After a few minutes, we spotted Engine 1791, which was stopped at the side of the road. J.B. initiated a high orbit, as the firefighters decided to wait for the rest of the party to catch up. They would be turning onto an unmarked dirt road that the others might easily miss. The dirt road stretched on for miles, so we decided to contact Alameda County Sheriff’s Office—or Alco—to see if the woman who made the call could be more helpful about where this trailer might be.
“Alco, this is CALSTAR One. We’re currently over Engine 1791 on Mines Road at approximately the fifty-three-mile marker, where the turnoff to Mercer Ranch is located. Can you recontact the reporting party for instructions as to their specific location? The rest of the group should be here in approximately ten minutes.”

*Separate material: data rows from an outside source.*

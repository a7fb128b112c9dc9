//! JSONL run-event log: append-only line-delimited JSON.
//!
//! Each line is a self-contained JSON object, assembled in memory and written
//! with a single `write_all` so a tailing process never sees a partial line.
//! Degradation chain: primary file → stderr with a `[BLF-JSONL]` prefix →
//! silent discard. A forecast run must never fail because its log could not
//! be written.

#![allow(missing_docs)]

use std::fs::{self, File, OpenOptions};
use std::io::{self, BufWriter, Write};
use std::path::{Path, PathBuf};

use serde::{Deserialize, Serialize};

/// Severity level for log events.
#[derive(Debug, Clone, Copy, PartialEq, Eq, Serialize, Deserialize)]
#[serde(rename_all = "lowercase")]
pub enum Severity {
    Info,
    Warning,
    Critical,
}

/// Run lifecycle events.
#[derive(Debug, Clone, Copy, PartialEq, Eq, Serialize, Deserialize)]
#[serde(rename_all = "snake_case")]
pub enum EventType {
    RunStarted,
    RunCompleted,
    RunAborted,
    EstimatePublished,
    Error,
}

/// A single JSONL log entry — all fields optional except `ts`, `event`,
/// `severity`.
#[derive(Debug, Clone, Serialize, Deserialize)]
pub struct LogEntry {
    /// ISO 8601 UTC timestamp.
    pub ts: String,
    pub event: EventType,
    pub severity: Severity,
    /// Configured iteration target for the run.
    #[serde(skip_serializing_if = "Option::is_none")]
    pub iterations: Option<u64>,
    #[serde(skip_serializing_if = "Option::is_none")]
    pub success_count: Option<u64>,
    #[serde(skip_serializing_if = "Option::is_none")]
    pub failure_count: Option<u64>,
    #[serde(skip_serializing_if = "Option::is_none")]
    pub average_seconds: Option<f64>,
    #[serde(skip_serializing_if = "Option::is_none")]
    pub median_seconds: Option<f64>,
    /// Published estimate date, RFC 3339.
    #[serde(skip_serializing_if = "Option::is_none")]
    pub estimated_completion: Option<String>,
    /// Wall-clock duration of the run in milliseconds.
    #[serde(skip_serializing_if = "Option::is_none")]
    pub duration_ms: Option<u64>,
    #[serde(skip_serializing_if = "Option::is_none")]
    pub error_code: Option<String>,
    #[serde(skip_serializing_if = "Option::is_none")]
    pub error_message: Option<String>,
    #[serde(skip_serializing_if = "Option::is_none")]
    pub details: Option<String>,
}

impl LogEntry {
    /// Create a new entry stamped with the current UTC time.
    #[must_use]
    pub fn new(event: EventType, severity: Severity) -> Self {
        Self {
            ts: format_utc_now(),
            event,
            severity,
            iterations: None,
            success_count: None,
            failure_count: None,
            average_seconds: None,
            median_seconds: None,
            estimated_completion: None,
            duration_ms: None,
            error_code: None,
            error_message: None,
            details: None,
        }
    }
}

/// Degradation state of the JSONL writer.
#[derive(Debug, Clone, Copy, PartialEq, Eq)]
enum WriterState {
    Normal,
    Stderr,
    Discard,
}

/// Append-only JSONL log writer with stderr fallback.
pub struct JsonlWriter {
    path: PathBuf,
    writer: Option<BufWriter<File>>,
    state: WriterState,
}

impl JsonlWriter {
    /// Open the JSONL log file, degrading to stderr on failure.
    #[must_use]
    pub fn open(path: impl Into<PathBuf>) -> Self {
        let path = path.into();
        match open_append(&path) {
            Ok(file) => Self {
                path,
                writer: Some(BufWriter::with_capacity(16 * 1024, file)),
                state: WriterState::Normal,
            },
            Err(_) => {
                let _ = writeln!(
                    io::stderr(),
                    "[BLF-JSONL] cannot open {}, logging to stderr",
                    path.display()
                );
                Self {
                    path,
                    writer: None,
                    state: WriterState::Stderr,
                }
            }
        }
    }

    /// Write a single log entry as one atomic JSONL line.
    pub fn write_entry(&mut self, entry: &LogEntry) {
        let line = match serde_json::to_string(entry) {
            Ok(json) => format!("{json}\n"),
            Err(e) => {
                // Serialization failure is a programming error; surface it.
                let _ = writeln!(io::stderr(), "[BLF-JSONL] serialize error: {e}");
                return;
            }
        };

        match self.state {
            WriterState::Normal => {
                if let Some(w) = self.writer.as_mut() {
                    if w.write_all(line.as_bytes()).is_err() {
                        self.degrade();
                        let _ = write!(io::stderr(), "[BLF-JSONL] {line}");
                    }
                } else {
                    self.degrade();
                }
            }
            WriterState::Stderr => {
                if write!(io::stderr(), "[BLF-JSONL] {line}").is_err() {
                    self.state = WriterState::Discard;
                }
            }
            WriterState::Discard => {}
        }
    }

    /// Flush buffers.
    pub fn flush(&mut self) {
        if let Some(w) = self.writer.as_mut() {
            let _ = w.flush();
        }
    }

    /// Current degradation state.
    #[must_use]
    pub const fn state(&self) -> &'static str {
        match self.state {
            WriterState::Normal => "normal",
            WriterState::Stderr => "stderr",
            WriterState::Discard => "discard",
        }
    }

    /// Log file path (whether or not it is currently writable).
    #[must_use]
    pub fn path(&self) -> &Path {
        &self.path
    }

    fn degrade(&mut self) {
        self.writer = None;
        self.state = WriterState::Stderr;
        let _ = writeln!(
            io::stderr(),
            "[BLF-JSONL] write to {} failed, using stderr",
            self.path.display()
        );
    }
}

impl Drop for JsonlWriter {
    fn drop(&mut self) {
        self.flush();
    }
}

/// Open or create a file for appending, creating parent directories.
fn open_append(path: &Path) -> io::Result<File> {
    if let Some(parent) = path.parent() {
        fs::create_dir_all(parent)?;
    }
    OpenOptions::new().create(true).append(true).open(path)
}

/// Format current UTC time as ISO 8601.
fn format_utc_now() -> String {
    chrono::Utc::now().to_rfc3339_opts(chrono::SecondsFormat::Millis, true)
}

“CALSTAR One, this is Alco. Be advised we have the woman back on the telephone. We are having great difficulty in gaining any information from her. She is hysterical and will not cooperate with us. We are hearing sounds of multiple gunshots in the background. We are unsure what type of situation we are dealing with. We’ll try and get more specific directions. Understand all units are in a radio dead zone, and you will be relaying all information.”
“That’s affirm for CALSTAR One. We’ll stand by till you can get further instructions to us.”
“Hey J.B.,” I said. “Could we get a couple of thousand feet up? As you know, we look suspiciously like a police helicopter, and I suspect these people are not real rational.”
“Yeah, that seems to be the prudent thing to do,” he replied. “You know, I think I’m catching a whiff of bullshit here.”
The ambulance, fire engines and the first police cars had now assembled below us, and they all turned onto the rutted dirt road, leaving a strobe light to mark the turnoff for the others following. In the moonlight we could see the huge fire engine groaning over the deeply rutted surface, making the going rather slow. We decided to fly ahead and try to locate the trailer ourselves and guide the party in, keeping a distance from the madness below.
Alco contacted us with an update. “CALSTAR One, this is Alco. The reporting party is back on the line. She now states they are being overrun with mountain lions—they are reportedly surrounding the house and attacking. We continue to hear gunshots being fired.”
Oh, jeez. “Alco, we copy you 10-2. Overrun with mountain lions. Be advised we are reluctant to approach the scene without the benefit of law enforcement, and will commence a high orbit.”
“CALSTAR One, Alco. We concur with high orbit until the sheriff is on scene. Oh, and by the way, the woman now states there must be forty or fifty lions attacking them.”
About fifteen minutes later, the first fire engine reached the trailer and Engine 1791 came up on the radio. We could hear a screaming, incoherent woman in the background. “CALSTAR, we are on scene. As suspected, there are no mountain lions in the vicinity, and no injuries. There are, however, four very intoxicated individuals and one very frightened, pregnant house cat. There are multiple shotgun holes in the trailer. All medical personnel can be released. Law enforcement to continue in. Thanks for coming tonight.”
The story made the front page in the Livermore Times. It seems two young men had taken their underage girlfriends out to the hills and had broken into a trailer on a remote ranch. They had thoughtfully provided a great deal of alcohol and methamphetamine—crystal meth—which they had been delving into deeply for two days. In a drunken, drug-induced frenzy, they had mistaken the pregnant cat for a mountain lion, and the hallucination escalated from there.
The young men were taken to jail, and the girls were taken home to their parents. The family that owned the trailer put new locks on the door. The cat was taken to the SPCA for the duration of her confinement.